Studio album by Show of Hands
- Released: 3 September 2001
- Recorded: Early 2001
- Studio: By the Countess Wear, River Exe, Exeter, Devon
- Genre: Folk; English folk;
- Length: 55:50
- Label: Hands On
- Producer: Show of Hands and Mick Dolan

Show of Hands chronology
| Covers (2000) | Cold Frontier (2001) | Cold Cuts (2002) |

= Cold Frontier =

Cold Frontier is the ninth studio album by the English acoustic roots duo Show of Hands. It was recorded in early 2001 on location by the Countess Wear at the River Exe, Exeter, Devon, with Mick Dolan, engineer for Steve Winwood, co-producing the album with the duo. The album features a stripped-down, acoustic sound. The duo's website says the album is "possibly Show of Hands' finest work so far." The album comes with a full colour twenty-page booklet, all the lyrics, and comments on the background of each track.

The album was released in September 2001 by the band's label Hands on Music. It was released to positive reviews, with David Kidman of NetRhythms calling the album a "triumph".

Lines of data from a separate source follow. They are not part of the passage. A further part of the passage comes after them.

//! Content hashing for the content-hash strategy.
//!
//! Files are streamed through an incremental MD5 context one block at a time,
//! so staged objects larger than memory can be hashed. MD5 only has to detect
//! changes here, not resist adversarial collisions.

use crate::errors::{SyncError, SyncResult};
use md5::Context;
use std::path::Path;
use tokio::{fs::File, io::AsyncReadExt};
use tracing::debug;

/// Hash the file at `path`, reading at most `block_size` bytes per read.
///
/// Returns the lowercase hex digest. An unreadable file is an error; there is
/// no placeholder digest.
pub async fn hash_file(path: &Path, block_size: usize) -> SyncResult<String> {
    if block_size == 0 {
        return Err(SyncError::config("hash block size must be greater than zero"));
    }

    let mut file = File::open(path).await?;
    let len = file.metadata().await?.len();
    // Small files do not need a full-size block buffer.
    let capacity = usize::try_from(len).map_or(block_size, |len| len.clamp(1, block_size));
    let mut buf = vec![0u8; capacity];

    let mut digest = Context::new();
    let mut blocks = 0usize;
    loop {
        let read = file.read(&mut buf).await?;
        if read == 0 {
            break;
        }
        digest.consume(&buf[..read]);
        blocks += 1;
    }

    let hex = format!("{:x}", digest.compute());
    debug!("hashed {} ({} bytes, {} reads) => {}", path.display(), len, blocks, hex);
    Ok(hex)
}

The supporting promotional tour, "The Cold Frontier Tour", was unusual in that it mixed the album's material with older, lesser-known material from the band and cover versions of songs by artists both well-known and obscure. The tour spawned the acclaimed live album Cold Cuts (2002). The second song on Cold Frontier, "Are We Alright", was re-recorded for the duo's best-of compilation album, Roots: The Best of Show of Hands (2007), which features three other songs from the album. The song itself has become a live staple of the duo.

==Background==
After releasing Dark Fields (1997), Show of Hands experimented with recording albums of material written by people beside the duo. Folk Music (1998) was a limited edition album feature the band's performances of traditional folk songs, while Covers (2000) featured the band's cover versions that reflect the duo's contemporary musical influences.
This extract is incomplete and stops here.